At this point in her story, Peltonen, a vibrant woman with ash-blonde hair and warm brown eyes, smiles a dazzling smile.

"They started to play Finlandia," she recalls. "I went to my room and called my husband and said, 'I am so tempted by this possibility that I really would like to go.' He was in London. He said, 'OK, let's do it!'"

Peltonen laughs and leans in closer, as though she is telling you a secret. It's a striking gesture, warm and unaffected, especially coming from one of the world's foremost geneticists. With her penchant for bright suits, painted nails and tasteful gold jewelry, the 47-year-old researcher more closely resembles a high-energy CEO than a fusty bench scientist. But then, this is how some of her scientific colleagues describe the head of UCLA's new Department of Human Genetics: dynamic, charismatic, a people person.

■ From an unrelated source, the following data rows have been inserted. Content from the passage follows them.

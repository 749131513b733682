use std::sync::Arc;
use std::time::Duration;

use crosswire_rt::AudioBuffer;
use crosswire_server::testing::ManualBackend;
use crosswire_server::{
    AudioServer, ChannelSubscription, ClientState, DeviceBackend, Direction,
};

const RATE: f64 = 48_000.0;
const DEVICE_BLOCK: usize = 128;
const CLIENT_BLOCK: usize = 480;

fn setup() -> (Arc<ManualBackend>, Arc<AudioServer>) {
    let backend = Arc::new(ManualBackend::new());
    backend.add_device("Test", "DevA", 4, RATE, DEVICE_BLOCK);
    backend.add_device("Test", "DevB", 4, RATE, DEVICE_BLOCK);
    let server = AudioServer::new(Arc::clone(&backend) as Arc<dyn DeviceBackend>);
    (backend, server)
}

fn input_sub(device: &str, channel: usize) -> ChannelSubscription {
    ChannelSubscription::new("Test", device, channel, Direction::Input)
}

fn output_sub(device: &str, channel: usize) -> ChannelSubscription {
    ChannelSubscription::new("Test", device, channel, Direction::Output)
}

fn inputs_only(subs: Vec<ChannelSubscription>) -> ClientState {
    ClientState {
        inputs: subs,
        outputs: Vec::new(),
    }
}

/// Drives `device` once with `value` on `channel`, returning device output.
fn drive(
    backend: &ManualBackend,
    device: &str,
    channel: usize,
    value: f32,
    out: &mut AudioBuffer,
) -> bool {
    let mut input = AudioBuffer::new(4, DEVICE_BLOCK);
    input.channel_mut(channel).fill(value);
    backend.drive_block(&format!("Test|{device}"), &input, out, DEVICE_BLOCK)
}

fn peak(buffer: &AudioBuffer, channel: usize, frames: usize) -> f32 {
    buffer.channel(channel)[..frames]
        .iter()
        .fold(0.0f32, |a, s| a.max(s.abs()))
}

#[test]
fn subscription_opens_device_lazily_and_routes_input() {
    let (backend, server) = setup();
    assert!(!backend.is_open("Test|DevA"));

    let client = server.register_client(inputs_only(vec![input_sub("DevA", 0)]), 8192);
    assert!(backend.is_open("Test|DevA"));
    assert!(server.has_active_subscriptions("Test", "DevA"));

    let mut device_out = AudioBuffer::new(4, DEVICE_BLOCK);
    let mut pulled = AudioBuffer::new(1, CLIENT_BLOCK);

    // First device block reveals the writer parameters, then the
    // maintenance pass finishes SyncBuffer preparation.
    drive(&backend, "DevA", 0, 0.5, &mut device_out);
    server.run_maintenance_once();

    let mut best = 0.0f32;
    for i in 0..200 {
        drive(&backend, "DevA", 0, 0.5, &mut device_out);
        if i % 4 == 3 {
            client.pull_subscribed_inputs(&mut pulled, CLIENT_BLOCK, RATE);
            best = best.max(peak(&pulled, 0, CLIENT_BLOCK));
        }
    }
    assert!(best > 0.3, "device audio never reached the client (peak {best})");
}

#[test]
fn client_output_reaches_device_channel() {
    let (backend, server) = setup();
    let client = server.register_client(
        ClientState {
            inputs: Vec::new(),
            outputs: vec![output_sub("DevA", 2)],
        },
        8192,
    );

    let mut push = AudioBuffer::new(1, CLIENT_BLOCK);
    push.channel_mut(0).fill(0.25);
    let mut device_out = AudioBuffer::new(4, DEVICE_BLOCK);

    // Reader side is observed by the first device block; writer side by
    // the first push.
    client.push_subscribed_outputs(&push, CLIENT_BLOCK, RATE);
    drive(&backend, "DevA", 0, 0.0, &mut device_out);
    server.run_maintenance_once();

    let mut best = 0.0f32;
    for _ in 0..50 {
        client.push_subscribed_outputs(&push, CLIENT_BLOCK, RATE);
        for _ in 0..3 {
            drive(&backend, "DevA", 0, 0.0, &mut device_out);
            best = best.max(peak(&device_out, 2, DEVICE_BLOCK));
            // Channels the client never subscribed stay silent.
            assert_eq!(peak(&device_out, 0, DEVICE_BLOCK), 0.0);
        }
    }
    assert!(best > 0.2, "client output never reached the device (peak {best})");
}

#[test]
fn hot_swap_never_mixes_devices() {
    let (backend, server) = setup();
    server.set_close_grace(Duration::ZERO);

    let client = server.register_client(inputs_only(vec![input_sub("DevA", 0)]), 8192);

    let mut device_out = AudioBuffer::new(4, DEVICE_BLOCK);
    let mut pulled = AudioBuffer::new(1, CLIENT_BLOCK);

    drive(&backend, "DevA", 0, 0.5, &mut device_out);
    server.run_maintenance_once();
    let mut saw_a = false;
    for i in 0..200 {
        drive(&backend, "DevA", 0, 0.5, &mut device_out);
        if i % 4 == 3 {
            client.pull_subscribed_inputs(&mut pulled, CLIENT_BLOCK, RATE);
            saw_a |= peak(&pulled, 0, CLIENT_BLOCK) > 0.3;
        }
    }
    assert!(saw_a);

    // Swap to DevB channel 3 while DevA keeps running.
    client.set_subscriptions(inputs_only(vec![input_sub("DevB", 3)]));

    for _ in 0..50 {
        drive(&backend, "DevA", 0, 0.5, &mut device_out);
        client.pull_subscribed_inputs(&mut pulled, CLIENT_BLOCK, RATE);
        assert_eq!(
            peak(&pulled, 0, CLIENT_BLOCK),
            0.0,
            "audio from the old device leaked through after the swap"
        );
    }

    // The old device goes inactive and closes once the grace expires.
    assert!(!server.has_active_subscriptions("Test", "DevA"));
    server.run_maintenance_once();
    assert!(!backend.is_open("Test|DevA"));

    drive(&backend, "DevB", 3, 0.9, &mut device_out);
    server.run_maintenance_once();
    let mut best = 0.0f32;
    for i in 0..200 {
        drive(&backend, "DevB", 3, 0.9, &mut device_out);
        if i % 4 == 3 {
            client.pull_subscribed_inputs(&mut pulled, CLIENT_BLOCK, RATE);
            // Interpolation may overshoot the step slightly, never the
            // old device's level profile.
            let value = peak(&pulled, 0, CLIENT_BLOCK);
            assert!(value < 1.0, "unexpected level {value}");
            best = best.max(value);
        }
    }
    assert!(best > 0.5, "new device audio never arrived (peak {best})");
}

#[test]
fn identical_update_is_a_no_op() {
    let (backend, server) = setup();
    let state = inputs_only(vec![input_sub("DevA", 0)]);
    let client = server.register_client(state.clone(), 8192);

    let mut device_out = AudioBuffer::new(4, DEVICE_BLOCK);
    let mut pulled = AudioBuffer::new(1, CLIENT_BLOCK);
    drive(&backend, "DevA", 0, 0.5, &mut device_out);
    server.run_maintenance_once();
    for _ in 0..40 {
        drive(&backend, "DevA", 0, 0.5, &mut device_out);
    }
    client.pull_subscribed_inputs(&mut pulled, CLIENT_BLOCK, RATE);

    let handler_before = server.device_handler("Test", "DevA").unwrap();
    assert_eq!(backend.open_count("Test|DevA"), 1);

    client.set_subscriptions(state);

    // No device churn, and the running SyncBuffer survived: audio flows
    // without another maintenance pass.
    assert_eq!(backend.open_count("Test|DevA"), 1);
    let handler_after = server.device_handler("Test", "DevA").unwrap();
    assert!(Arc::ptr_eq(&handler_before, &handler_after));

    let mut flowing = false;
    for i in 0..40 {
        drive(&backend, "DevA", 0, 0.5, &mut device_out);
        if i % 4 == 3 {
            client.pull_subscribed_inputs(&mut pulled, CLIENT_BLOCK, RATE);
            flowing |= peak(&pulled, 0, CLIENT_BLOCK) > 0.3;
        }
    }
    assert!(flowing, "no-op update disturbed the running buffers");
}

#[test]
fn sample_rate_change_reopens_device() {
    let (backend, server) = setup();
    let client = server.register_client(inputs_only(vec![input_sub("DevA", 0)]), 8192);

    let mut device_out = AudioBuffer::new(4, DEVICE_BLOCK);
    let mut pulled = AudioBuffer::new(1, CLIENT_BLOCK);
    drive(&backend, "DevA", 0, 0.5, &mut device_out);
    server.run_maintenance_once();

    assert_eq!(server.current_sample_rate("Test", "DevA"), RATE);
    server
        .set_device_sample_rate("Test", "DevA", 44_100.0)
        .unwrap();
    assert_eq!(backend.stream_sample_rate("Test|DevA"), Some(44_100.0));
    assert_eq!(server.current_sample_rate("Test", "DevA"), 44_100.0);
    assert_eq!(backend.open_count("Test|DevA"), 2);

    assert!(server
        .set_device_sample_rate("Test", "DevA", 12_345.0)
        .is_err());

    // The client keeps pulling across the rate change; the SyncBuffer
    // follows the device's new rate on the next blocks.
    let mut best = 0.0f32;
    for i in 0..300 {
        drive(&backend, "DevA", 0, 0.5, &mut device_out);
        server.run_maintenance_once();
        if i % 4 == 3 {
            client.pull_subscribed_inputs(&mut pulled, CLIENT_BLOCK, RATE);
            best = best.max(peak(&pulled, 0, CLIENT_BLOCK));
        }
    }
    assert!(best > 0.3, "audio stalled after rate change (peak {best})");
}

#[test]
fn dropping_client_releases_device() {
    let (backend, server) = setup();
    server.set_close_grace(Duration::ZERO);
    let client = server.register_client(inputs_only(vec![input_sub("DevA", 0)]), 8192);
    assert!(backend.is_open("Test|DevA"));

    drop(client);
    assert!(!server.has_active_subscriptions("Test", "DevA"));
    server.run_maintenance_once();
    assert!(!backend.is_open("Test|DevA"));
    assert!(server.device_handler("Test", "DevA").is_none());
}

#[test]
fn unknown_device_subscription_is_harmless() {
    let (_backend, server) = setup();
    let client = server.register_client(inputs_only(vec![input_sub("Ghost", 0)]), 8192);

    let mut pulled = AudioBuffer::new(1, CLIENT_BLOCK);
    client.pull_subscribed_inputs(&mut pulled, CLIENT_BLOCK, RATE);
    assert_eq!(peak(&pulled, 0, CLIENT_BLOCK), 0.0);

    // The subscription stays recorded for a later successful open.
    assert_eq!(client.subscriptions().inputs.len(), 1);
}

#[test]
fn capability_queries_are_cached() {
    let (_backend, server) = setup();
    let names = server.device_channel_names("Test", "DevA", Direction::Input);
    assert_eq!(names.len(), 4);
    let rates = server.available_sample_rates("Test", "DevA");
    assert!(rates.contains(&48_000.0));
    let sizes = server.available_buffer_sizes("Test", "DevA");
    assert!(sizes.contains(&DEVICE_BLOCK));

    server.invalidate_device_cache("Test", "DevA");
    assert_eq!(
        server.device_channel_names("Test", "DevA", Direction::Input).len(),
        4
    );

    let inputs = server.available_input_devices();
    assert!(inputs.iter().any(|(_, name)| name == "DevA"));
}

Since arriving in Westwood in July, Peltonen's presence has triggered excitement throughout UCLA's scientific community, from microbiology to psychiatry, realizing, as it does, a 20-year dream to found a genetics department in the School of Medicine. Though UCLA has long had a core of remarkable geneticists - Jake Lusis, David Eisenberg and Elizabeth Neufeld, among them - they were dispersed across campus and lacked their own department. This glaring omission was due to the usual variables of faculty moves and budget woes, and was only rectified because of the unprecedented $45-million gift from Leslie and Susan Gonda to build the Gonda (Goldschmied) Center, a state-of-the-art neuroscience and genetics facility.

"Trying to make due by putting together what people in one department were doing with what people in another department were doing didn't work very well. It was a real minus for UCLA," says Neufeld, a professor of biological chemistry, who played a key role in recruiting Peltonen. "Now, with Dr. Peltonen's arrival and the opening of the Gonda Center, we feel very much enriched. To have a department with a chair who's a scientist of international reputation means we can attract a lot of scientists, we can make advances in the area. It could have an enormous impact in the field."